* [WHAT YOU ARE ASKED TO DO]
Please repeat only the stretch of records running from the first line through the line that contains "type Slot<Args> = Arc<dyn".

Stored data:
★ ★ ★

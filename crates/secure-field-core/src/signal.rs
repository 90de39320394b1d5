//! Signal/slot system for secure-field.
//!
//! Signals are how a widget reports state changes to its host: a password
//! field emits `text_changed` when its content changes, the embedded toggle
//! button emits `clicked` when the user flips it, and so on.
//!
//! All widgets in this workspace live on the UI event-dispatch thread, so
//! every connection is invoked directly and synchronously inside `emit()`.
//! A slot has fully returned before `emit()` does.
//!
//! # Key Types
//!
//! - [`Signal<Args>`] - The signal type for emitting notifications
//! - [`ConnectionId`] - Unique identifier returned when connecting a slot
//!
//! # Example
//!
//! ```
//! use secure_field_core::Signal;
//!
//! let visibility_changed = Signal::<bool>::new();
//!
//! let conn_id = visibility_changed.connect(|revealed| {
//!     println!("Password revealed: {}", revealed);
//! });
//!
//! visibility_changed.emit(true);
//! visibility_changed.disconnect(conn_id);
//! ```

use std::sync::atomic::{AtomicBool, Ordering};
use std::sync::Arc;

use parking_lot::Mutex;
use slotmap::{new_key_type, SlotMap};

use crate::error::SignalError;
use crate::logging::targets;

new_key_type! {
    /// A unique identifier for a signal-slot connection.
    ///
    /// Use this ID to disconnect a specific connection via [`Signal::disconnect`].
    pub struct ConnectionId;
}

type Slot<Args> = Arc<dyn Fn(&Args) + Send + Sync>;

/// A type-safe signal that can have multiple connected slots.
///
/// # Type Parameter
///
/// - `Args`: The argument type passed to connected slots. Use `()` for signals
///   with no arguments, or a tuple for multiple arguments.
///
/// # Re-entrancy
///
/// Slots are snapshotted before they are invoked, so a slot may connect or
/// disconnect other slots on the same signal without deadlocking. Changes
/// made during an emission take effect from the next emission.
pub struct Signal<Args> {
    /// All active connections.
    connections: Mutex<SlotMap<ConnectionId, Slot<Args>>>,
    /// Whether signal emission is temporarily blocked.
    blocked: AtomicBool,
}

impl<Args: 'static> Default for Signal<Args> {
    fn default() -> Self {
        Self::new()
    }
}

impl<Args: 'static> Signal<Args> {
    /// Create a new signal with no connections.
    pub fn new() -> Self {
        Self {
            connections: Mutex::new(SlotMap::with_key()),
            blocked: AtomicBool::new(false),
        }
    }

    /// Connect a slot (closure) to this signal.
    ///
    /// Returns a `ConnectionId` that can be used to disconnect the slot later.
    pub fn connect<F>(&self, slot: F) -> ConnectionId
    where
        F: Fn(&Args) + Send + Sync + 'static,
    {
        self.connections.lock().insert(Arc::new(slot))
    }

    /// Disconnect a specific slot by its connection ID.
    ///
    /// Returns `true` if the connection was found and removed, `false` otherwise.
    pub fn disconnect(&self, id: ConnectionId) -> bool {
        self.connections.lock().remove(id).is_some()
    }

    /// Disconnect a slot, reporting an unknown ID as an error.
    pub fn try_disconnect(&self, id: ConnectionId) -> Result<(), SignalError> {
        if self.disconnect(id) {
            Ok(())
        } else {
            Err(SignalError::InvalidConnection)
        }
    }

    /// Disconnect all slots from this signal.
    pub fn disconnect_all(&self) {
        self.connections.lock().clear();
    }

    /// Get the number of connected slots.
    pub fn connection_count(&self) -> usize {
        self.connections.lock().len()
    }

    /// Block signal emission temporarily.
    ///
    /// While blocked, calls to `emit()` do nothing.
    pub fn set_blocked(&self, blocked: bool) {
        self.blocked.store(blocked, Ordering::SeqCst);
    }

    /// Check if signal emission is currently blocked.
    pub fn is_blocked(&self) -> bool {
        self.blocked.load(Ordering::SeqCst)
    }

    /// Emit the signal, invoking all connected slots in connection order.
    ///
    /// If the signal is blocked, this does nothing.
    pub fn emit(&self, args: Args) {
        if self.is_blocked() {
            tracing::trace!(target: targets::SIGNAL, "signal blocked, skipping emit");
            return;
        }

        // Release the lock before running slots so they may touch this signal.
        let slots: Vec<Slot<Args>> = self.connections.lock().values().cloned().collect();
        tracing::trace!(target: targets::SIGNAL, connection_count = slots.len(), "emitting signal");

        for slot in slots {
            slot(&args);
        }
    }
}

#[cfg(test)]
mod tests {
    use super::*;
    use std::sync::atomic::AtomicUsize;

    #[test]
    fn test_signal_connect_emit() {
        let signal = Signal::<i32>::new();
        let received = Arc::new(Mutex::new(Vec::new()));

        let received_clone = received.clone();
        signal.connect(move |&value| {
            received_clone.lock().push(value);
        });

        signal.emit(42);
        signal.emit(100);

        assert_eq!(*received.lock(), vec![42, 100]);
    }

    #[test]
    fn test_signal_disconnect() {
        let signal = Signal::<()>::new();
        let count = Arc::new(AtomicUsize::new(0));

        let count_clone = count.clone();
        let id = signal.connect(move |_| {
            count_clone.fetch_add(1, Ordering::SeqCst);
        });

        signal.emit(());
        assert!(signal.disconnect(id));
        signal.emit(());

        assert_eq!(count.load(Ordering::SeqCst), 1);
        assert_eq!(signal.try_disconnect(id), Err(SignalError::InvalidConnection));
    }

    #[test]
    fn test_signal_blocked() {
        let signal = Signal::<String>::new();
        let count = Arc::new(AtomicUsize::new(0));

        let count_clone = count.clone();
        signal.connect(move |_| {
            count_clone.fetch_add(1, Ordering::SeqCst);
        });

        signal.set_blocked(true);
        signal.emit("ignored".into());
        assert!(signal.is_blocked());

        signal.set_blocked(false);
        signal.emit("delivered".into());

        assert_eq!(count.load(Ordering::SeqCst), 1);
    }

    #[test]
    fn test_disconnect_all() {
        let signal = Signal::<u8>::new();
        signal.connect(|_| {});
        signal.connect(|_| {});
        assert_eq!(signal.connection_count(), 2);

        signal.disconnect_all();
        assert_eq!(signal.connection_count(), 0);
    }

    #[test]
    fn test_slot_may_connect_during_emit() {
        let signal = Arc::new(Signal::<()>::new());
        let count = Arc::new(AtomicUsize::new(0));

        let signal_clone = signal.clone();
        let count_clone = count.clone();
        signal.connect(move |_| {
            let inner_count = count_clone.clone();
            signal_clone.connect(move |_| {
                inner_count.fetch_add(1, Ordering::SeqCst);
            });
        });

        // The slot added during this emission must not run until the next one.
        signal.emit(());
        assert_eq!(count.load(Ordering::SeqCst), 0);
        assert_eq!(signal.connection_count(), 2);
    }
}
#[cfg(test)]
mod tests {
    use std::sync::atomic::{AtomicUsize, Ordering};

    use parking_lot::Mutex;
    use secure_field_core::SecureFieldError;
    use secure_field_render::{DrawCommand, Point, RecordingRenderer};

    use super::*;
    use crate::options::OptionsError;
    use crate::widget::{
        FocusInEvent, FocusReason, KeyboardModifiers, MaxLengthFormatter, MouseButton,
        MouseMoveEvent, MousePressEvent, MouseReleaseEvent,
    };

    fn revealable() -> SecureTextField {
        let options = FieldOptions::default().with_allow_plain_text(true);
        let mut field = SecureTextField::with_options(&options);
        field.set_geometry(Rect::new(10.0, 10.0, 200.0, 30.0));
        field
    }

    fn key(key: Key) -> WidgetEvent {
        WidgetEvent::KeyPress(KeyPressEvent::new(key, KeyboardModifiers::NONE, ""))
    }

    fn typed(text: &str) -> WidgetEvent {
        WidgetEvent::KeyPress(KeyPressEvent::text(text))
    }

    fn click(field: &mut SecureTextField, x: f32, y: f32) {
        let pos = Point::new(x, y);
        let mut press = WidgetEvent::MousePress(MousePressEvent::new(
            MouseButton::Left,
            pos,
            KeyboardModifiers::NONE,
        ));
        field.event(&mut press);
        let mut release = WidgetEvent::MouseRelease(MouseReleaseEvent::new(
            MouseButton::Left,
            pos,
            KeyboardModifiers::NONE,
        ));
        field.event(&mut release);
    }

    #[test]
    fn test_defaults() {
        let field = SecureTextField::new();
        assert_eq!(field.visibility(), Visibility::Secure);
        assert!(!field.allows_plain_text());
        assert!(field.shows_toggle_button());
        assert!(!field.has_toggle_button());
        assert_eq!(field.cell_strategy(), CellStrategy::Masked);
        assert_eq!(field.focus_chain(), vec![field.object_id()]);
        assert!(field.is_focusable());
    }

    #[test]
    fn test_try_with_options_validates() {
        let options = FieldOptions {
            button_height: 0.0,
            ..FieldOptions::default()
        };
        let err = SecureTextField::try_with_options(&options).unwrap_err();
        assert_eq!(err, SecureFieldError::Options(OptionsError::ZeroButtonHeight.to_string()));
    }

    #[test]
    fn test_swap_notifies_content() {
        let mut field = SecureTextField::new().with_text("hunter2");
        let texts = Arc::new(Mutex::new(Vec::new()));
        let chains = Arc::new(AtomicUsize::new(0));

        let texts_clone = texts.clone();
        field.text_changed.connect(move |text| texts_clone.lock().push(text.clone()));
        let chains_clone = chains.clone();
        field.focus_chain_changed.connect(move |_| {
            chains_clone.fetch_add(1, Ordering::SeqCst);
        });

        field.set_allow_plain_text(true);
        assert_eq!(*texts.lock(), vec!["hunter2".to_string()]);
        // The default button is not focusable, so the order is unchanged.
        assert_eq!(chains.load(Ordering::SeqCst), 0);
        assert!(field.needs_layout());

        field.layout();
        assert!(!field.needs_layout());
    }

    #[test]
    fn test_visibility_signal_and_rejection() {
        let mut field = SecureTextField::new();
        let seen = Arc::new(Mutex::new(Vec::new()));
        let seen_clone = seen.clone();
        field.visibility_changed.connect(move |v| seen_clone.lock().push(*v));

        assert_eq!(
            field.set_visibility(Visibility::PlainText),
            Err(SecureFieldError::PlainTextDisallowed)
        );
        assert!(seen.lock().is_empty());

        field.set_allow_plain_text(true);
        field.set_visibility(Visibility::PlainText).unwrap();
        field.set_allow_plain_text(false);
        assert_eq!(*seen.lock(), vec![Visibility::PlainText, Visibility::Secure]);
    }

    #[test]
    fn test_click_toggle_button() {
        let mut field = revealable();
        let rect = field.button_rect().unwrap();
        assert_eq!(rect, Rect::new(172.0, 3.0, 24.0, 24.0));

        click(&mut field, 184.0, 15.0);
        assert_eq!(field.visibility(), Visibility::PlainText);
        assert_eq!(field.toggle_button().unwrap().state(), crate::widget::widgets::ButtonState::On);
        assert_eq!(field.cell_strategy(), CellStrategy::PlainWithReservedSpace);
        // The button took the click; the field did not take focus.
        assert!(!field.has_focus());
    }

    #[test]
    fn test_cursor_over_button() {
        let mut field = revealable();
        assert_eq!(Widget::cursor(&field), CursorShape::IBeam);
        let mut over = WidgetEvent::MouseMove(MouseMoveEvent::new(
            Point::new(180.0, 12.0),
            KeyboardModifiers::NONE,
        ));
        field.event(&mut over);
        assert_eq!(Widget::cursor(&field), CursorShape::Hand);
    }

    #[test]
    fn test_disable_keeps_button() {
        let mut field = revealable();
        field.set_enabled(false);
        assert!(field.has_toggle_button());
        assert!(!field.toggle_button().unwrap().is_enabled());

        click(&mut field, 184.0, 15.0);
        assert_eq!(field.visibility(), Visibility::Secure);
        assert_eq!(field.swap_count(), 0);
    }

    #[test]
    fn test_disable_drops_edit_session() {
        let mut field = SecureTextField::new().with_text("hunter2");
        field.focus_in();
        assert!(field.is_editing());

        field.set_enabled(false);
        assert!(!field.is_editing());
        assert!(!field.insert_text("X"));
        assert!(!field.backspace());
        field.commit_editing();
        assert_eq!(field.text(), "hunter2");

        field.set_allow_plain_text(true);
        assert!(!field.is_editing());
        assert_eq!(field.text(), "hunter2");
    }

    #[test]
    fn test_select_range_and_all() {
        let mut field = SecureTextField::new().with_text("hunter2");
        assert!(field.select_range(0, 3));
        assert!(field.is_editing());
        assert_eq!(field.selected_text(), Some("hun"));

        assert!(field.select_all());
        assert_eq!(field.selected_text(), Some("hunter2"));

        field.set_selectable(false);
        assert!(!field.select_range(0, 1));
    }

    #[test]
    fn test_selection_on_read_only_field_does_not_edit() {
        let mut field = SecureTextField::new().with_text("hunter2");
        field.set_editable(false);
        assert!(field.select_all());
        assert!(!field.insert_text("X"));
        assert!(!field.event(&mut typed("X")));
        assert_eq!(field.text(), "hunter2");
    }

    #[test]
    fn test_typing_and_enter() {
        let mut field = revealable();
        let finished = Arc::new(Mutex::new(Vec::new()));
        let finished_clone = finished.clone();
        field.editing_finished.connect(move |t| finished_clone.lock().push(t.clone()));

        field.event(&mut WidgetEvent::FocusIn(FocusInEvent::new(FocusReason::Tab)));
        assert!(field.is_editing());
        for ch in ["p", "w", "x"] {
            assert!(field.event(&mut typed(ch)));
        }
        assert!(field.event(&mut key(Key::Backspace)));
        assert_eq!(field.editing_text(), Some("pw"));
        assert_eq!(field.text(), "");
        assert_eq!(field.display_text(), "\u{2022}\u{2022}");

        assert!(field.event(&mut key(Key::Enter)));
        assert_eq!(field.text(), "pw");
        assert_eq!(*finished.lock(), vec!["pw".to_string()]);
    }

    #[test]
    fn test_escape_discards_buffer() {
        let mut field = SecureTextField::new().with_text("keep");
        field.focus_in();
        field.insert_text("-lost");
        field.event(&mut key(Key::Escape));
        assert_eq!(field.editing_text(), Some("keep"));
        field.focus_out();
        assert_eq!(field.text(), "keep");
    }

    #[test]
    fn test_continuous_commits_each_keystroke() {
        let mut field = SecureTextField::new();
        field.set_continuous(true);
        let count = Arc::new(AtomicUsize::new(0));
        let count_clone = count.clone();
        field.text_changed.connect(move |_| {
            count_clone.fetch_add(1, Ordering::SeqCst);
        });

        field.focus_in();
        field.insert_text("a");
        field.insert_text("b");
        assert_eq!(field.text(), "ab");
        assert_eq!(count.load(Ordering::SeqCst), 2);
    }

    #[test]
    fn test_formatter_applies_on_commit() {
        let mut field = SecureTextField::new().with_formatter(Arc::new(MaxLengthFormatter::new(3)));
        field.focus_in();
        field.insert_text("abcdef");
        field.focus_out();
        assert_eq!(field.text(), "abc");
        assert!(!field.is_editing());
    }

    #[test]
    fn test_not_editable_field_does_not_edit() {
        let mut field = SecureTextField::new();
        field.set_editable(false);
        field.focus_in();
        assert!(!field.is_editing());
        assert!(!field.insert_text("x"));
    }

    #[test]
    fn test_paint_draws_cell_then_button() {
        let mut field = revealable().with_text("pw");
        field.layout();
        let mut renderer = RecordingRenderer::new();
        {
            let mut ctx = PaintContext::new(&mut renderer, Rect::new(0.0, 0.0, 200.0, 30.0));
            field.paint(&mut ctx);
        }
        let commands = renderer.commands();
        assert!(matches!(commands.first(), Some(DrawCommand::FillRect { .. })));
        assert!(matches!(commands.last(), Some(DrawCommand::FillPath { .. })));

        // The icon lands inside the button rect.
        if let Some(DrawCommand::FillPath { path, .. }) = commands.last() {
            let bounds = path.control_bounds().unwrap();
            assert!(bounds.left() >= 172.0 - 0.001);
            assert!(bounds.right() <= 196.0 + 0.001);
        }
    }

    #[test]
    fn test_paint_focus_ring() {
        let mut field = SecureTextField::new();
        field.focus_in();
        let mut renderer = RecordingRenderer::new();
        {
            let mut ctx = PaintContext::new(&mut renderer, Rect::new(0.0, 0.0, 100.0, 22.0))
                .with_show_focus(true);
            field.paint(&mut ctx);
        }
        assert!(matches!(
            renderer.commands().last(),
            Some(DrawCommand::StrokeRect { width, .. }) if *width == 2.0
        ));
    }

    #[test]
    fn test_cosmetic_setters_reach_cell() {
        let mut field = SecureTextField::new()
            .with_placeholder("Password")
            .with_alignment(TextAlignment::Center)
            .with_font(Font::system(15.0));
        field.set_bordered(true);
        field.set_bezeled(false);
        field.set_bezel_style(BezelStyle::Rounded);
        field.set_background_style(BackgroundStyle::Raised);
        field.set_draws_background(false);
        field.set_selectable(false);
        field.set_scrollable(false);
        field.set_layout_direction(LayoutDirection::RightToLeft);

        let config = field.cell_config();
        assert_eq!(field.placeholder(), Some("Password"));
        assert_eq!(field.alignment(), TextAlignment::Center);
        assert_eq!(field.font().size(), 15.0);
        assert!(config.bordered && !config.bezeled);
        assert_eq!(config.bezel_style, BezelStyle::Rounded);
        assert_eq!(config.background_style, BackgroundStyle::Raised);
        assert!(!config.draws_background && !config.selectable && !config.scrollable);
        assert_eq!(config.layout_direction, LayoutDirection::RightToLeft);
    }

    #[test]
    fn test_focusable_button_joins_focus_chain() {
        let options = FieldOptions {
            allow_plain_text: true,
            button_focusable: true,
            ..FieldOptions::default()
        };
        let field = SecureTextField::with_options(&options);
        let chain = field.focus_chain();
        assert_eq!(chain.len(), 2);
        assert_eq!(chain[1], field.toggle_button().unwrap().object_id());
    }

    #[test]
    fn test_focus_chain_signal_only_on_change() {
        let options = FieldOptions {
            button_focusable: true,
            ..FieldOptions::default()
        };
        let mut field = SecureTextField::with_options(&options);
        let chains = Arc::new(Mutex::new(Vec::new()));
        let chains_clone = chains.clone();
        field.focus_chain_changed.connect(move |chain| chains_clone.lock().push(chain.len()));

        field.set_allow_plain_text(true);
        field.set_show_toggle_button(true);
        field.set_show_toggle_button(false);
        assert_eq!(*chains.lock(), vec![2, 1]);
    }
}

★ ★ ★

* [RESULT OF THIS EXERCISE]
filename crates/secure-field-core/src/signal.rs
repository 90de39320394b1d5
//! Signal/slot system for secure-field.
//!
//! Signals are how a widget reports state changes to its host: a password
//! field emits `text_changed` when its content changes, the embedded toggle
//! button emits `clicked` when the user flips it, and so on.
//!
//! All widgets in this workspace live on the UI event-dispatch thread, so
//! every connection is invoked directly and synchronously inside `emit()`.
//! A slot has fully returned before `emit()` does.
//!
//! # Key Types
//!
//! - [`Signal<Args>`] - The signal type for emitting notifications
//! - [`ConnectionId`] - Unique identifier returned when connecting a slot
//!
//! # Example
//!
//! ```
//! use secure_field_core::Signal;
//!
//! let visibility_changed = Signal::<bool>::new();
//!
//! let conn_id = visibility_changed.connect(|revealed| {
//!     println!("Password revealed: {}", revealed);
//! });
//!
//! visibility_changed.emit(true);
//! visibility_changed.disconnect(conn_id);
//! ```

use std::sync::atomic::{AtomicBool, Ordering};
use std::sync::Arc;

use parking_lot::Mutex;
use slotmap::{new_key_type, SlotMap};

use crate::error::SignalError;
use crate::logging::targets;

new_key_type! {
    /// A unique identifier for a signal-slot connection.
    ///
    /// Use this ID to disconnect a specific connection via [`Signal::disconnect`].
    pub struct ConnectionId;
}

type Slot<Args> = Arc<dyn Fn(&Args) + Send + Sync>;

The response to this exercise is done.